Energy management systems (EMSs) reduce energy bills by taking the various tariff times into account and optimising the energy consumption of a plant or building. LBA’s Stellar EMS monitors the energy consumption continuously and regulate outputs according to easily definable rules.
Certain hours of the day have large penalty tariffs for electrical consumption, while other times, lower tariffs are charged. The EMS controls electricity usage based on selected priorities. If the system requires certain processes to run during peak times, this system will allow those processes to operate. Those processes which are not as critical but can run during peak times, will only operate as long as the energy set-point for that particular time period is not exceeded. During standard times, additional processes will be allowed to operate. In the off peak times, the unit’s control software will allow all processes to run.
Correct application of energy control software ensures savings
The average user can expect to save in the region of 10 to 20% of their monthly electricity bill. During the high peak months (June to August), savings can be as high as 20% of the total energy bill. Actual case studies have shown this to be the case in all sites where time of use control has been applied.
To address some users’ concerns regarding how much money the EMS can save, the software licence is offered free of charge for an initial trial period. There is a fixed configuration cost to install the system on site, utilising the user’s existing hardware and software. If the user chooses not to purchase the licence, the software can be returned with no further cost to the user.
An energy meter is required to measure the power used and a programmable logic controller (PLC) is needed to control the operation of the various cold rooms. The EMS is designed to link into any local system via discrete I/O, OPC server or modifications to the client’s own control system.
How does this work?
Fig. 1 shows when the various tariffs are applied. These are different between the summer and winter months, as well as the day of week, and whether it is a holiday or not.
Fig. 2 identifies each holiday in the year and also how that holiday is to be treated (i.e. will it use a typical Saturday or Sunday tariff structure). If a holiday occurs on a Sunday, the system will automatically assign the next Monday as an additional holiday using a Saturday tariff structure.
Fig. 4 shows the user how much energy is being used daily.
The priority control screen
The priority control screen, shown in Fig. 6, allows the user to set each process’s priority based on importance of operation.
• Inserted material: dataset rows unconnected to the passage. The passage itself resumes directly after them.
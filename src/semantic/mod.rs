//! Embeddings and similarity.
//!
//! The engine embeds queries (optionally blended with a profile embedding)
//! for the semantic cache and for vector search over stored POIs.

pub mod embedder;
pub mod search;

pub use embedder::{Embedder, EmbedderError, HttpEmbedder};
#[cfg(any(test, feature = "mock"))]
pub use embedder::MockEmbedder;
pub use search::VectorSearch;

/// Cosine similarity: `Σ aᵢbᵢ / (‖a‖·‖b‖)`.
///
/// Returns 0.0 for mismatched lengths, empty vectors, or a zero norm on
/// either side.
pub fn cosine_similarity(a: &[f32], b: &[f32]) -> f32 {
    if a.len() != b.len() || a.is_empty() {
        return 0.0;
    }

    let dot_product: f32 = a.iter().zip(b.iter()).map(|(x, y)| x * y).sum();
    let norm_a: f32 = a.iter().map(|x| x * x).sum::<f32>().sqrt();
    let norm_b: f32 = b.iter().map(|x| x * x).sum::<f32>().sqrt();

    if norm_a == 0.0 || norm_b == 0.0 {
        0.0
    } else {
        dot_product / (norm_a * norm_b)
    }
}

/// Weighted element-wise blend of a profile embedding into a query
/// embedding, renormalized to unit length.
///
/// `profile_weight` is clamped to [0, 1]; 0 returns the query unchanged
/// (renormalized), 1 returns the profile.
pub fn blend_embeddings(query: &[f32], profile: &[f32], profile_weight: f32) -> Vec<f32> {
    if profile.len() != query.len() || query.is_empty() {
        return query.to_vec();
    }

    let w = profile_weight.clamp(0.0, 1.0);
    let mut blended: Vec<f32> = query
        .iter()
        .zip(profile.iter())
        .map(|(q, p)| q * (1.0 - w) + p * w)
        .collect();

    let norm: f32 = blended.iter().map(|x| x * x).sum::<f32>().sqrt();
    if norm > 0.0 {
        for v in blended.iter_mut() {
            *v /= norm;
        }
    }
    blended
}

#[cfg(test)]
mod tests {
    use super::*;

    #[test]
    fn cosine_identical_vectors_is_one() {
        let v = vec![0.3, -0.5, 0.8];
        assert!((cosine_similarity(&v, &v) - 1.0).abs() < 1e-6);
    }

    #[test]
    fn cosine_orthogonal_vectors_is_zero() {
        assert_eq!(cosine_similarity(&[1.0, 0.0], &[0.0, 1.0]), 0.0);
    }

    #[test]
    fn cosine_is_symmetric() {
        let a = vec![0.2, 0.9, -0.1];
        let b = vec![0.7, 0.1, 0.4];
        assert_eq!(cosine_similarity(&a, &b), cosine_similarity(&b, &a));
    }

    #[test]
    fn cosine_stays_within_unit_interval() {
        let a = vec![3.0, -4.0, 12.0];
        let b = vec![-7.0, 2.5, 0.5];
        let sim = cosine_similarity(&a, &b);
        assert!((-1.0..=1.0).contains(&sim));
    }

    #[test]
    fn cosine_zero_norm_is_zero() {
        assert_eq!(cosine_similarity(&[0.0, 0.0], &[1.0, 1.0]), 0.0);
    }

    #[test]
    fn cosine_mismatched_lengths_is_zero() {
        assert_eq!(cosine_similarity(&[1.0], &[1.0, 0.0]), 0.0);
    }

    #[test]
    fn blend_zero_weight_keeps_query_direction() {
        let query = vec![2.0, 0.0];
        let profile = vec![0.0, 2.0];
        let blended = blend_embeddings(&query, &profile, 0.0);
        assert!((cosine_similarity(&blended, &query) - 1.0).abs() < 1e-6);
    }

    #[test]
    fn blend_full_weight_takes_profile_direction() {
        let query = vec![2.0, 0.0];
        let profile = vec![0.0, 2.0];
        let blended = blend_embeddings(&query, &profile, 1.0);
        assert!((cosine_similarity(&blended, &profile) - 1.0).abs() < 1e-6);
    }

    #[test]
    fn blend_output_is_unit_length() {
        let blended = blend_embeddings(&[1.0, 2.0, 3.0], &[-1.0, 0.5, 0.0], 0.3);
        let norm: f32 = blended.iter().map(|x| x * x).sum::<f32>().sqrt();
        assert!((norm - 1.0).abs() < 1e-5);
    }

    #[test]
    fn blend_mismatched_profile_returns_query() {
        assert_eq!(blend_embeddings(&[1.0, 2.0], &[1.0], 0.5), vec![1.0, 2.0]);
    }
}
//! Write side of a session, as seen by upstream handlers.
//!
//! [`Connection`] owns the outbound byte queue and the pending write
//! callbacks. Upstreams get `&mut Connection` in every hook and use it to
//! send frames or to ask for the connection to be closed.

// ============================================================================
// Imports
// ============================================================================

use std::collections::VecDeque;
use std::net::SocketAddr;

use rustc_hash::FxHashMap;
use tracing::{trace, warn};

use crate::error::{Error, Result};
use crate::identifiers::SessionId;
use crate::protocol::{HandshakeRequest, Headers, Opcode, ProtocolVariant};

use super::SessionState;
use super::upstream::WriteCallback;

// ============================================================================
// Connection
// ============================================================================

/// Per-connection output state and request metadata.
pub struct Connection {
    id: SessionId,
    peer: Option<SocketAddr>,
    pub(super) state: SessionState,
    pub(super) variant: Option<ProtocolVariant>,
    pub(super) request: Option<HandshakeRequest>,
    pub(super) outbound: Vec<u8>,
    pub(super) write_ready: bool,
    pub(super) callbacks: VecDeque<WriteCallback>,
    pub(super) close_requested: bool,
}

impl Connection {
    pub(super) fn new(id: SessionId, peer: Option<SocketAddr>) -> Self {
        Self {
            id,
            peer,
            state: SessionState::Connecting,
            variant: None,
            request: None,
            outbound: Vec::new(),
            write_ready: true,
            callbacks: VecDeque::new(),
            close_requested: false,
        }
    }

    /// Session identifier.
    #[inline]
    #[must_use]
    pub fn id(&self) -> SessionId {
        self.id
    }

    /// Remote address, if known.
    #[inline]
    #[must_use]
    pub fn peer_addr(&self) -> Option<SocketAddr> {
        self.peer
    }

    /// Lifecycle state.
    #[inline]
    #[must_use]
    pub fn state(&self) -> SessionState {
        self.state
    }

    /// Negotiated protocol generation, once known.
    #[inline]
    #[must_use]
    pub fn variant(&self) -> Option<ProtocolVariant> {
        self.variant
    }

    /// The upgrade request, available from handshake completion on.
    #[inline]
    #[must_use]
    pub fn request(&self) -> Option<&HandshakeRequest> {
        self.request.as_ref()
    }

    /// Request headers, if the handshake got that far.
    #[must_use]
    pub fn headers(&self) -> Option<&Headers> {
        self.request.as_ref().map(|r| &r.headers)
    }

    /// Looks up one request cookie.
    #[must_use]
    pub fn cookie(&self, name: &str) -> Option<&str> {
        self.cookies()?.get(name).map(String::as_str)
    }

    /// All request cookies.
    #[must_use]
    pub fn cookies(&self) -> Option<&FxHashMap<String, String>> {
        self.request.as_ref().map(|r| &r.cookies)
    }

    /// `false` between a send and the next write-ready notification.
    #[inline]
    #[must_use]
    pub fn is_write_ready(&self) -> bool {
        self.write_ready
    }

    /// Number of callbacks waiting for a flush.
    #[inline]
    #[must_use]
    pub fn pending_callbacks(&self) -> usize {
        self.callbacks.len()
    }

    /// Returns `true` once [`Connection::finish`] was called.
    #[inline]
    #[must_use]
    pub fn is_close_requested(&self) -> bool {
        self.close_requested
    }

    /// Asks the session to close after the current event.
    pub fn finish(&mut self) {
        self.close_requested = true;
    }

    /// Queues one frame.
    ///
    /// # Errors
    ///
    /// - [`Error::NotOpen`] if the handshake has not completed or the session
    ///   is closing; nothing is queued
    /// - [`Error::UnsupportedFrameLength`] / [`Error::InvalidFrame`] if the
    ///   negotiated codec cannot encode the frame; the connection is closed
    pub fn send(&mut self, payload: &[u8], opcode: Opcode) -> Result<()> {
        self.send_frame(payload, opcode, None)
    }

    /// Queues one frame and runs `callback` once its bytes are flushed.
    ///
    /// Callbacks run in the order their frames were queued.
    ///
    /// # Errors
    ///
    /// Same as [`Connection::send`]. The callback is dropped on error.
    pub fn send_then<F>(&mut self, payload: &[u8], opcode: Opcode, callback: F) -> Result<()>
    where
        F: FnOnce(&mut Connection) + Send + 'static,
    {
        self.send_frame(payload, opcode, Some(Box::new(callback)))
    }

    fn send_frame(
        &mut self,
        payload: &[u8],
        opcode: Opcode,
        callback: Option<WriteCallback>,
    ) -> Result<()> {
        let variant = match (self.state, self.variant) {
            (SessionState::Open, Some(variant)) if !self.close_requested => variant,
            _ => return Err(Error::NotOpen),
        };

        let bytes = variant.encode(payload, opcode).inspect_err(|e| {
            warn!(session = %self.id, error = %e, "Cannot encode outgoing frame, closing");
            self.close_requested = true;
        })?;

        self.queue_raw(&bytes);

        if let Some(callback) = callback {
            self.callbacks.push_back(callback);
        }

        trace!(session = %self.id, %opcode, len = payload.len(), "Frame queued");
        Ok(())
    }

    /// Appends already-encoded bytes to the outbound queue.
    pub(super) fn queue_raw(&mut self, bytes: &[u8]) {
        self.outbound.extend_from_slice(bytes);
        self.write_ready = false;
    }
}

impl std::fmt::Debug for Connection {
    fn fmt(&self, f: &mut std::fmt::Formatter<'_>) -> std::fmt::Result {
        f.debug_struct("Connection")
            .field("id", &self.id)
            .field("peer", &self.peer)
            .field("state", &self.state)
            .field("variant", &self.variant)
            .field("outbound", &self.outbound.len())
            .field("write_ready", &self.write_ready)
            .field("callbacks", &self.callbacks.len())
            .field("close_requested", &self.close_requested)
            .finish()
    }
}

// ============================================================================
// Tests
// ============================================================================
Priority 1 is selected if the process must run 24 hours a day, 7 days a week.
Priority 2 is selected if the energy consumption has not exceeded the set-point for the peak energy time period. In other words, if all priority 1s are running and the energy consumed in the peak time period is less than the set-point, the priority 2 processes will be allowed to start until such time as the set-point is achieved. All other priority 2 processes will not be allowed to start. However, once a priority 2 process has been running for a period of time, it will be stopped in order to allow other priority 2 processes to run.
During standard time periods, all priority 1, 2 and 3 processes will run. Priority 4 processes will behave in exactly the same way as priority 2 processes in peak times. Priority 4 processes will only run if the energy consumption has not exceeded the standard time set-point. Once again, if not all priority 4 processes are running once the standard time set-point is exceeded, the longest running priority 4 processes will stop to allow other priority 4 processes to run.
Priority 5 processes will only be allowed to operate in the off peak tariff times. During the peak and standard time periods all priority 5 processes will not be allowed to run.
In Fig. 7, one can clearly see the drop in power usage during the peak and standard times and the subsequent increase in power consumption in the off peak times between 22h00 and 06h00. Peak times are from 06h00 to 09h00 and again from 17h00 to 19h00.
In order to produce meaningfull reports, the user will select the start date for the reporting cycle, see Fig. 8.
A typical Eskom bill (Fig. 9), will be produced by the system identifying the actual bill to date as well as the predicted bill to be expected at the end of the monthly billing period. This forecasting tool is invaluable in determining what the forecasted budget would be for the month based on the actual consumption used during the month.